------ Information
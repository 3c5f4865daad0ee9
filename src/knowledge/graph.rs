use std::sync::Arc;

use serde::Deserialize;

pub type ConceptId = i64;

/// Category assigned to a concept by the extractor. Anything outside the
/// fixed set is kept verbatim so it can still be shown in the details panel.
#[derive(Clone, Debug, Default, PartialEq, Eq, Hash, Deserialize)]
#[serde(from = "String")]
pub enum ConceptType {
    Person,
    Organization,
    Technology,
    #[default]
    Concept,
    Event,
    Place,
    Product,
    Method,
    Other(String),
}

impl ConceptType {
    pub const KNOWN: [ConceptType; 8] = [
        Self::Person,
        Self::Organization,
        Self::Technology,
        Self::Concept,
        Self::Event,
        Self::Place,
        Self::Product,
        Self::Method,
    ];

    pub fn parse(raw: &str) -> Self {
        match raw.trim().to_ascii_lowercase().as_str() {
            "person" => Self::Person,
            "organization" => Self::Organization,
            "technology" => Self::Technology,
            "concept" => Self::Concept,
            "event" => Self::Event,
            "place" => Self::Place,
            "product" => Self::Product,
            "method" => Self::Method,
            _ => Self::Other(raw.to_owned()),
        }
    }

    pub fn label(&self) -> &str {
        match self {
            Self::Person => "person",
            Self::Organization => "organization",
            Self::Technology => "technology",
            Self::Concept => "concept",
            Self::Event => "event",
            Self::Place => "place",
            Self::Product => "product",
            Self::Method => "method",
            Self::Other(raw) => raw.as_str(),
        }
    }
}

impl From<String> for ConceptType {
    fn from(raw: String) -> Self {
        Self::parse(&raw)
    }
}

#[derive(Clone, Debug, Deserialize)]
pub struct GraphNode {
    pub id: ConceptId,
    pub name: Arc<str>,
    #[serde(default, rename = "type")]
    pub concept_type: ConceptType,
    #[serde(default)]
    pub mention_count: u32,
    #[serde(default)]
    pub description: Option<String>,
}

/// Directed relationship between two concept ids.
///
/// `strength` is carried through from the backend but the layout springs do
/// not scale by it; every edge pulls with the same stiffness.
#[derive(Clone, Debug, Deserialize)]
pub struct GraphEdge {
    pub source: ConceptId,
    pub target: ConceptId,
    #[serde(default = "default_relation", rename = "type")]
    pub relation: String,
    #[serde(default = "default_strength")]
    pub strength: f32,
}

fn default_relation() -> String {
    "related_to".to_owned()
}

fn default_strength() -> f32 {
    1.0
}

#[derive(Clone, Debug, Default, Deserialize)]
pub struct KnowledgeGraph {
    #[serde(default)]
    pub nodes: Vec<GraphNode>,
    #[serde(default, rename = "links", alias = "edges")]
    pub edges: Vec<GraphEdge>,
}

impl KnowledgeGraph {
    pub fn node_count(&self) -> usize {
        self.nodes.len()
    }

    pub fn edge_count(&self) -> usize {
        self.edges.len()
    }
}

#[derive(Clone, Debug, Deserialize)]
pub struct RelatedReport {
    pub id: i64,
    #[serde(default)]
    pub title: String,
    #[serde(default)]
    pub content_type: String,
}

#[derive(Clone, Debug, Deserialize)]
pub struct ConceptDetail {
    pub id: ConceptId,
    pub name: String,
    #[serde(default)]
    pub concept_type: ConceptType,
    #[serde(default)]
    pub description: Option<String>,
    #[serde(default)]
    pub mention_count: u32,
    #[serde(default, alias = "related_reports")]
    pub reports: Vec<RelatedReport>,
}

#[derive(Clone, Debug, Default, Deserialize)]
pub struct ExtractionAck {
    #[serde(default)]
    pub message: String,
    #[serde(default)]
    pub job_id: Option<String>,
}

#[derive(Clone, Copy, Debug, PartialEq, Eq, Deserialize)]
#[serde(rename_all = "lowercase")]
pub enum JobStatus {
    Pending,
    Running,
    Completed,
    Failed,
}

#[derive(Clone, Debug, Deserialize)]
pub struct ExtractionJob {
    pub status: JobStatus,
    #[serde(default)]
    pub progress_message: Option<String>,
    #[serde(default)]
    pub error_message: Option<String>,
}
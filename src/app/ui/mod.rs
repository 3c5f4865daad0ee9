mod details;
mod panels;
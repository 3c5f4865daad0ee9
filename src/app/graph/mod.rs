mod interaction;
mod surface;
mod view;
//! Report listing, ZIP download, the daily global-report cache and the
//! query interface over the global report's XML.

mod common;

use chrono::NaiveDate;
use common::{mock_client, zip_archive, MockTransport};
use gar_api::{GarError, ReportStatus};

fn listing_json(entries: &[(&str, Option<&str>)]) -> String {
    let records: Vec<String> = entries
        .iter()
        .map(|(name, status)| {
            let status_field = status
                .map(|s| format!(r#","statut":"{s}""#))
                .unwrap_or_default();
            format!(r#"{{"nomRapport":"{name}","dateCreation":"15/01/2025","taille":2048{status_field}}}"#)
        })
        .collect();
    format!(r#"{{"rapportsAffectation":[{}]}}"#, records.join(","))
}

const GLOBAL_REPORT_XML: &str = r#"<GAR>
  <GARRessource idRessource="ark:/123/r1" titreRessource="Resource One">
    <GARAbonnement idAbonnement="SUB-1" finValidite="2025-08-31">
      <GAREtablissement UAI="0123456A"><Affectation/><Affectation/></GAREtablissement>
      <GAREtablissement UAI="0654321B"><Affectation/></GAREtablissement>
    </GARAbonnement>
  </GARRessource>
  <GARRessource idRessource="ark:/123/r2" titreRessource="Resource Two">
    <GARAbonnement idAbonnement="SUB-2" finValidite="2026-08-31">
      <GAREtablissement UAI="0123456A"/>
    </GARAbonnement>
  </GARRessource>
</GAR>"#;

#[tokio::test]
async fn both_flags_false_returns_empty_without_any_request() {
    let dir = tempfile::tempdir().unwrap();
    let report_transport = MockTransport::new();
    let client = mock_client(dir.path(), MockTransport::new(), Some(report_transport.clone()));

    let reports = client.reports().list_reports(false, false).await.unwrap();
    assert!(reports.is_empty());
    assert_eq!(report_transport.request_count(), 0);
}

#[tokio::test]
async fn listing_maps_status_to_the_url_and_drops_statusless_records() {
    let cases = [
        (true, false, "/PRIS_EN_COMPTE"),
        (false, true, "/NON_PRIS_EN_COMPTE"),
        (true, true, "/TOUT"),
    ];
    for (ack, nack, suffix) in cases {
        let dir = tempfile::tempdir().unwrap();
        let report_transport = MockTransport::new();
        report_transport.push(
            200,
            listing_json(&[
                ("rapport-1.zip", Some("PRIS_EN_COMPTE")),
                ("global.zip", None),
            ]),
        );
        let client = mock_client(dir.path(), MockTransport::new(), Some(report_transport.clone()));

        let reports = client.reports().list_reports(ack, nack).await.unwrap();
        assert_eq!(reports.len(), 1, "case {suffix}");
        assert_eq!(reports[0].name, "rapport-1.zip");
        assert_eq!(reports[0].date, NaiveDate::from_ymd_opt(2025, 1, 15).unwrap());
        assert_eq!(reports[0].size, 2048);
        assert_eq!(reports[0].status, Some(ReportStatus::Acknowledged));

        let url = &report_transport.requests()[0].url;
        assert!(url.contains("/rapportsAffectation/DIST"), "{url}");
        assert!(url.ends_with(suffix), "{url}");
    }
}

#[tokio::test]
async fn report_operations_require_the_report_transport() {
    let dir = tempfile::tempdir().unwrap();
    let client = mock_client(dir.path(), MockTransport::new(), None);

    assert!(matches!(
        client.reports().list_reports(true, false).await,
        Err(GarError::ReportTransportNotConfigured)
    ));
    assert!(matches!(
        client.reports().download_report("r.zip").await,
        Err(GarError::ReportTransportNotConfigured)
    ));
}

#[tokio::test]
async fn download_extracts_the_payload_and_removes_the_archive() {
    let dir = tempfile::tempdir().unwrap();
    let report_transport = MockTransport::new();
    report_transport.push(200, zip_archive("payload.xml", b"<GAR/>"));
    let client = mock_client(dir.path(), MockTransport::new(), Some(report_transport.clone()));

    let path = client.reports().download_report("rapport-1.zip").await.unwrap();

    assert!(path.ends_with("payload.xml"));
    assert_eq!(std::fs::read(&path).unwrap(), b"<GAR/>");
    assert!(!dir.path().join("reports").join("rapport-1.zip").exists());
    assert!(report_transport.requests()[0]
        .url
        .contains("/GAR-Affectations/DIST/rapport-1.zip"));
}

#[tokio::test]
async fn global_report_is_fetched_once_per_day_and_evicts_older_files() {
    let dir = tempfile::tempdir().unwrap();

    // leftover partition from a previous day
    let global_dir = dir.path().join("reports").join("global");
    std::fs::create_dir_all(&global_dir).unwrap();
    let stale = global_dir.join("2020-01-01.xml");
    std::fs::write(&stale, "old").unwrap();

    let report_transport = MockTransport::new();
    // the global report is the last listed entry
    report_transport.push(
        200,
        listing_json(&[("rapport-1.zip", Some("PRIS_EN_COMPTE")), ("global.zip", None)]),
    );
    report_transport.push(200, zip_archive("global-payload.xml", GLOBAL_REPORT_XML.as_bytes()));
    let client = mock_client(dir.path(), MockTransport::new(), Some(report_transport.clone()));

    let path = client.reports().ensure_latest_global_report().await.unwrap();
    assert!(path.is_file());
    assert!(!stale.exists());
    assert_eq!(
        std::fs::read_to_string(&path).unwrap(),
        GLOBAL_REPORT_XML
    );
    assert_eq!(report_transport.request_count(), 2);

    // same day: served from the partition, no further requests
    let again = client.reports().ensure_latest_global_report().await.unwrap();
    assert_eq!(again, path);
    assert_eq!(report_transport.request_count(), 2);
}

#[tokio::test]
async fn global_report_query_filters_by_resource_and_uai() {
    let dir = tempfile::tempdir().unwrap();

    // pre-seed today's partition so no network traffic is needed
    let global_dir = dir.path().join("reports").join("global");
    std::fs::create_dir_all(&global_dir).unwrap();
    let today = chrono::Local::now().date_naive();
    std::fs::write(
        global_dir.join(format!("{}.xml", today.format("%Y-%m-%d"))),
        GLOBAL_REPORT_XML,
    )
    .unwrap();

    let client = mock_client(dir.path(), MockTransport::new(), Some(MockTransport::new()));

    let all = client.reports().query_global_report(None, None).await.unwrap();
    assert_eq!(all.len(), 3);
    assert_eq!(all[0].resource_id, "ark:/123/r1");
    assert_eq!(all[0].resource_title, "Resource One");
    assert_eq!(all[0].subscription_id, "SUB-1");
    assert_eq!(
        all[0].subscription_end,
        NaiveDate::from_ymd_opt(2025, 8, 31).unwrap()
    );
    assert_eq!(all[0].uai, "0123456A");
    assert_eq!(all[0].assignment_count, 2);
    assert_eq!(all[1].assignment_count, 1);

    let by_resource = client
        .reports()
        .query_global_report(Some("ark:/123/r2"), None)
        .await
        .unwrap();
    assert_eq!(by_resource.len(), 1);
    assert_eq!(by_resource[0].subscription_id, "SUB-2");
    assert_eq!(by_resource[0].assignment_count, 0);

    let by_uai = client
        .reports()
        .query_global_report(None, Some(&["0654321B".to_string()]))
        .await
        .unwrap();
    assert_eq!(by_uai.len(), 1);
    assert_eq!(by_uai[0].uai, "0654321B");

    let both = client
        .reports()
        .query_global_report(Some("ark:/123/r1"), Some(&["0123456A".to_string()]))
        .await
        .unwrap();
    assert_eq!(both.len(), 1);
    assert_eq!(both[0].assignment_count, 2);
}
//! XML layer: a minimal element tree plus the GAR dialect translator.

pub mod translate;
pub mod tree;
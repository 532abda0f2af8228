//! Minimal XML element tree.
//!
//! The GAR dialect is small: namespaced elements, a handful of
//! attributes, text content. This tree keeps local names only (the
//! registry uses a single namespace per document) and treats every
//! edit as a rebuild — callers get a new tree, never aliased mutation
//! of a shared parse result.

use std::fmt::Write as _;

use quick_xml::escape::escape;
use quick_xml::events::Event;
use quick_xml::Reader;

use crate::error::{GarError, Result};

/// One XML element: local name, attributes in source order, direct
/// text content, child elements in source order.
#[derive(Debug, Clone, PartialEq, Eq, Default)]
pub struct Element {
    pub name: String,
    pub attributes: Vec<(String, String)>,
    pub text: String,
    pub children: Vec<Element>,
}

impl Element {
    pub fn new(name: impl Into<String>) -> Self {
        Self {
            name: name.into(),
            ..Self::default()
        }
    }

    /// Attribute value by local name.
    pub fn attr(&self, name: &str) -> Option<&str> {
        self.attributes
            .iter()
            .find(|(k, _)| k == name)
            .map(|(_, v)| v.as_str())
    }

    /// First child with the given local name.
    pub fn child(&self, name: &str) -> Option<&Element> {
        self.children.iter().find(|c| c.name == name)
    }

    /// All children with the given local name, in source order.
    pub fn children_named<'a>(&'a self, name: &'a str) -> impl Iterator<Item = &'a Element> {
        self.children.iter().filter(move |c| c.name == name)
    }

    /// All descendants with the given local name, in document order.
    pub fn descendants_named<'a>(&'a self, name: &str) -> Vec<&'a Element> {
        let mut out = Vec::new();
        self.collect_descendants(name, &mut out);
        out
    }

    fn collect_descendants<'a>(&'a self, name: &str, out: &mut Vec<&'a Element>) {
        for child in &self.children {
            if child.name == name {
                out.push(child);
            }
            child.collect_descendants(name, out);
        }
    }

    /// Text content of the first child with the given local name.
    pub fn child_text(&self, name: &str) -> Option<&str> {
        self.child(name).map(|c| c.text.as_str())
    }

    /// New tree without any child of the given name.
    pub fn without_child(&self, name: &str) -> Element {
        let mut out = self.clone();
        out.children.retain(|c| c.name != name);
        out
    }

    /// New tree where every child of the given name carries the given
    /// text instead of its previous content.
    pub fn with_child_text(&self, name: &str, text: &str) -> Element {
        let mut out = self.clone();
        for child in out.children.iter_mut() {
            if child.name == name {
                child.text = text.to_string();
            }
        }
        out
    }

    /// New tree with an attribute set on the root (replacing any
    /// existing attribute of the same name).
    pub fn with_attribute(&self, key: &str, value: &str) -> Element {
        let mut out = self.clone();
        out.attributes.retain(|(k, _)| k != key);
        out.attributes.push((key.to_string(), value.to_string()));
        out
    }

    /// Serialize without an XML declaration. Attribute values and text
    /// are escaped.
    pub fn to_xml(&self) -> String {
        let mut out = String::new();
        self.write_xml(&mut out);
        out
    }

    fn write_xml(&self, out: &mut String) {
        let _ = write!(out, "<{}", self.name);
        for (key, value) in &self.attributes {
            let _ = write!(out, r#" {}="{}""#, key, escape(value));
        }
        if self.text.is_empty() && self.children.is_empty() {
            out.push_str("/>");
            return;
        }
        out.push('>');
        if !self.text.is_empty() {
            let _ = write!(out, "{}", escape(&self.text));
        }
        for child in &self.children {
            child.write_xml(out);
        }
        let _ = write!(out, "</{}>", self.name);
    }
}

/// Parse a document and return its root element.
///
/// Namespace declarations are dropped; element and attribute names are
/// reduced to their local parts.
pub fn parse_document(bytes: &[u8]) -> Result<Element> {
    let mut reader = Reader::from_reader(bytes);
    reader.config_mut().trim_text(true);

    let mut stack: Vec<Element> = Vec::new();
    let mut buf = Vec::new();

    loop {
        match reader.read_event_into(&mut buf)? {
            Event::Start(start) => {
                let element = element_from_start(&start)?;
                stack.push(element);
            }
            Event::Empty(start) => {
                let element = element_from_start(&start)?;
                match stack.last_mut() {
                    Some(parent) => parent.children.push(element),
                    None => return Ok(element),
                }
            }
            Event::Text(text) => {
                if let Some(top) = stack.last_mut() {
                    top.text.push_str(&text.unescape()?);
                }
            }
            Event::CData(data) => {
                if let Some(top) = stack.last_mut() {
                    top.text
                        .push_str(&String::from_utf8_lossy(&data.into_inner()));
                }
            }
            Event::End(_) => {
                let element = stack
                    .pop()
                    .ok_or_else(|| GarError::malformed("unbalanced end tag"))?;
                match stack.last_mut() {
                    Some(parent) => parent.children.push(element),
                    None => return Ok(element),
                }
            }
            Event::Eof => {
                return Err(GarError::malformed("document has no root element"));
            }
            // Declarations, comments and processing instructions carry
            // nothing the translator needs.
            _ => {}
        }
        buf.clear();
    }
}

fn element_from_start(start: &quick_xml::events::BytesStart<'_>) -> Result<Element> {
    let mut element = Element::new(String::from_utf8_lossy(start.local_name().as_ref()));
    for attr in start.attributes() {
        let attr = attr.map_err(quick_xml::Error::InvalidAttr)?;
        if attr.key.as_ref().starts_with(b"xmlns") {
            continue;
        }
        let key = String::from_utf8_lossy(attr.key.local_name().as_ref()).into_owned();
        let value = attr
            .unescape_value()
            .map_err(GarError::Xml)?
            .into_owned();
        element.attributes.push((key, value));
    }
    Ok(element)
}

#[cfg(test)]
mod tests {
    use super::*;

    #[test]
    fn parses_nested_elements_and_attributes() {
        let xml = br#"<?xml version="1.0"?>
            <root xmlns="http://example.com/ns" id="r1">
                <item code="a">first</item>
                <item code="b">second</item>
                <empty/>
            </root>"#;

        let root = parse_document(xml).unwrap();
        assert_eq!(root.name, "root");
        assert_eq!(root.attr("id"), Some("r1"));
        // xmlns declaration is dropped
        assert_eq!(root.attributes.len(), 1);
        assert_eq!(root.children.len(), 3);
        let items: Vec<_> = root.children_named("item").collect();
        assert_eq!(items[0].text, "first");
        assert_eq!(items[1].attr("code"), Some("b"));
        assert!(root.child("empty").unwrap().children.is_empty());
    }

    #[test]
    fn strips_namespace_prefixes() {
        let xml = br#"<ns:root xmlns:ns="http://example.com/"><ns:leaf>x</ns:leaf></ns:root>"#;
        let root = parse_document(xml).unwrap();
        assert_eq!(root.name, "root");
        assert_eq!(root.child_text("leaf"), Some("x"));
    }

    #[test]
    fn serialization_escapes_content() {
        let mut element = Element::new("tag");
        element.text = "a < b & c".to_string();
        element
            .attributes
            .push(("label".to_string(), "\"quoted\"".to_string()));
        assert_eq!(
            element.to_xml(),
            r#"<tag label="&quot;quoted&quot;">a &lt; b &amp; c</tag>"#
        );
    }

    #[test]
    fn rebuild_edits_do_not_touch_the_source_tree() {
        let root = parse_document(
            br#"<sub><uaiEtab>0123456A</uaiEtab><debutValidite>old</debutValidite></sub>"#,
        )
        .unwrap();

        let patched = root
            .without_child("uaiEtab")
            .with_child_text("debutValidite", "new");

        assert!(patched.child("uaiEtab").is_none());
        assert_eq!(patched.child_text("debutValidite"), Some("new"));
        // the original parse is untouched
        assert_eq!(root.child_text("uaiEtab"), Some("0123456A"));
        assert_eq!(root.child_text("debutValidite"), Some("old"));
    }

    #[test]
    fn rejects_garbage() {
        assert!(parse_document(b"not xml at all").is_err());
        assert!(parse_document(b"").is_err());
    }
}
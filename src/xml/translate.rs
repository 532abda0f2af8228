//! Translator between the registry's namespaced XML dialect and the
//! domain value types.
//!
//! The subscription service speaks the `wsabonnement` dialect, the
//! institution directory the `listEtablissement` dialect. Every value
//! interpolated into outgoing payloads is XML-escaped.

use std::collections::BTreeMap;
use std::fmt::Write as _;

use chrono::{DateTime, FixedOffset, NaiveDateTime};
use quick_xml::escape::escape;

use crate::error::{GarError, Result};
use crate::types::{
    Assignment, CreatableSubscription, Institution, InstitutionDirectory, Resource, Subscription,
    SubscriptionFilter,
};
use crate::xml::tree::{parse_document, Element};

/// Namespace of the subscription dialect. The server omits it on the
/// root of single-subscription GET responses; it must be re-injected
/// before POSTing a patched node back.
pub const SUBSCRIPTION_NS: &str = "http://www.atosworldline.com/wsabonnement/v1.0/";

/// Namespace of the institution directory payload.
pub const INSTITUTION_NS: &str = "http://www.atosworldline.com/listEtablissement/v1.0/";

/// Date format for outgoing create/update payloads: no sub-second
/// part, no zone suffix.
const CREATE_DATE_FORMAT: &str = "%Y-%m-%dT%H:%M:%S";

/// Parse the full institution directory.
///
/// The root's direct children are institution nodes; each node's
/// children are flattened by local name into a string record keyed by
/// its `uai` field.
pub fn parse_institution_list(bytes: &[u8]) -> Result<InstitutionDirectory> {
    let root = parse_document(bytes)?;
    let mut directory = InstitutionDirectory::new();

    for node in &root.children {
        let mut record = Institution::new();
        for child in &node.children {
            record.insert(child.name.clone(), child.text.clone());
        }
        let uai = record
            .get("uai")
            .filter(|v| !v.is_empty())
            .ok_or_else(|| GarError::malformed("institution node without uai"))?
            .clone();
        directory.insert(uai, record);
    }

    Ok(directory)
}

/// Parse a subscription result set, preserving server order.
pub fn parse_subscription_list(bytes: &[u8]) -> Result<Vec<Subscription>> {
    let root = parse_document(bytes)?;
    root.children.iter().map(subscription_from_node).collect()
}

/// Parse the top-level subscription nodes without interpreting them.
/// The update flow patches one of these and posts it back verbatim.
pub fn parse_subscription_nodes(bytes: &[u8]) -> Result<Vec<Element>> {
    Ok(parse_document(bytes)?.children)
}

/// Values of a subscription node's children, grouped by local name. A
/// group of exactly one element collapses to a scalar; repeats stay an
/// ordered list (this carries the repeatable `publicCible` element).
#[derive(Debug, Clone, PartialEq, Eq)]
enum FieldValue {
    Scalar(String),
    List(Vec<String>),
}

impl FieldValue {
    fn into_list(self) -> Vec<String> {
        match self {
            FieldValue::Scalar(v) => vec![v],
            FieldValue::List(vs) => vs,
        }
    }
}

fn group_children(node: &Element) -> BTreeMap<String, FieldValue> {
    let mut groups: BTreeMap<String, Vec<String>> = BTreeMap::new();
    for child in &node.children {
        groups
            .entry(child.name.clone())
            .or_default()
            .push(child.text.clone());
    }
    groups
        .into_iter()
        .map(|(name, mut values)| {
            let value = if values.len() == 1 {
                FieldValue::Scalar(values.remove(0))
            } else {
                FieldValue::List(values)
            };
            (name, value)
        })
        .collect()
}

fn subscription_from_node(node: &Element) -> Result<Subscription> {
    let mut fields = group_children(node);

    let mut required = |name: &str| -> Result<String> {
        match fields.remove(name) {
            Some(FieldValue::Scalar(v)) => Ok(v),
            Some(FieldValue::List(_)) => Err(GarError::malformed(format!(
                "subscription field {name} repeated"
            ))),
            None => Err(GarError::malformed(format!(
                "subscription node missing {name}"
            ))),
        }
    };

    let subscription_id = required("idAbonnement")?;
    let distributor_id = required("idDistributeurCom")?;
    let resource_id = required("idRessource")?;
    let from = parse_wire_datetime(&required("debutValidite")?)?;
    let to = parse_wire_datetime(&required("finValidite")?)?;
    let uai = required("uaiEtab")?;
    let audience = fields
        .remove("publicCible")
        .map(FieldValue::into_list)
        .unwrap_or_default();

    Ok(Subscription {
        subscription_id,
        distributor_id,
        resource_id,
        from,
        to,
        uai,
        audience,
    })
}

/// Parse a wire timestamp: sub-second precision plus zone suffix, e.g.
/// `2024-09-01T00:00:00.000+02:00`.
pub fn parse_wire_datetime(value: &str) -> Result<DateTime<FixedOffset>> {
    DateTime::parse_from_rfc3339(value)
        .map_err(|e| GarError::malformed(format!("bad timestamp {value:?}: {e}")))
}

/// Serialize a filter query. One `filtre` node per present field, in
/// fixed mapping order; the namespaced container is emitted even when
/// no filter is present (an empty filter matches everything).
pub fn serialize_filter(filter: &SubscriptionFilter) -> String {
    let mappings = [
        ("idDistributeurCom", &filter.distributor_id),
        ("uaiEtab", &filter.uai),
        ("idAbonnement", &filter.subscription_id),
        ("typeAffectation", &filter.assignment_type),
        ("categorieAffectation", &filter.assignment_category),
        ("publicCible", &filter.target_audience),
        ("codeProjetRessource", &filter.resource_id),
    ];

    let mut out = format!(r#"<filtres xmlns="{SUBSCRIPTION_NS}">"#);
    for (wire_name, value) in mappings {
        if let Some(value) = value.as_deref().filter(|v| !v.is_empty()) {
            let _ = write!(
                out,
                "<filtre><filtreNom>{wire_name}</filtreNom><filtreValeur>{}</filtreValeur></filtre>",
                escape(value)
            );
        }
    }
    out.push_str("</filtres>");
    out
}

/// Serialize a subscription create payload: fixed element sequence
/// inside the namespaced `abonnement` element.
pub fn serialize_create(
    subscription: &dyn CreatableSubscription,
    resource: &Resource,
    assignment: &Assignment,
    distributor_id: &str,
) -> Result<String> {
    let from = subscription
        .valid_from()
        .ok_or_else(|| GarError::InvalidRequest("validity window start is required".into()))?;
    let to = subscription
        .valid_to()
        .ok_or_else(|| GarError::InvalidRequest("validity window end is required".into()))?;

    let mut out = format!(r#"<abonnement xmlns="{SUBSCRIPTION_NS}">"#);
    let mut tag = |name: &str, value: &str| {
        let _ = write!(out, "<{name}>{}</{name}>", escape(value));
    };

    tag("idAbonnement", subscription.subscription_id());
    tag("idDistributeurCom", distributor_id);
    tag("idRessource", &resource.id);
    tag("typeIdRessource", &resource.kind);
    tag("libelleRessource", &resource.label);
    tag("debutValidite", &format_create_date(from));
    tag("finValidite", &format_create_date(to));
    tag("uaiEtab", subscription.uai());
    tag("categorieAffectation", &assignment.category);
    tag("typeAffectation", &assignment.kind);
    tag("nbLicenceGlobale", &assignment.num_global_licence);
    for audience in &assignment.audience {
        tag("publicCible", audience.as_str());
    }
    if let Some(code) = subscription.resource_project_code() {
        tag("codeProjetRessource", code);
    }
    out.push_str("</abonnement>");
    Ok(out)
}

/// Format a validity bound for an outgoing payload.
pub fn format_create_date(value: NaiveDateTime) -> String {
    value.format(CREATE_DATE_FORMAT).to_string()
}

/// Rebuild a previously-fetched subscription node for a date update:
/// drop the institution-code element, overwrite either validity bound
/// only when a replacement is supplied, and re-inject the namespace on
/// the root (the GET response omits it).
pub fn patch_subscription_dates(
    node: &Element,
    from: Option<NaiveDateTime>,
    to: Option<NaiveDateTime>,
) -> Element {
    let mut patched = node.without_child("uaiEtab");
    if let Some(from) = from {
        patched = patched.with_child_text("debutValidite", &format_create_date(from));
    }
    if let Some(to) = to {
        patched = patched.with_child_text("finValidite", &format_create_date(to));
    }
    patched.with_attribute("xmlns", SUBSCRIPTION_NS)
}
------------
* [Task prompt]
If "rapportsAffectation" is in a line of the listing above, count that line; give the final number and nothing more.

* [Worked solution]
2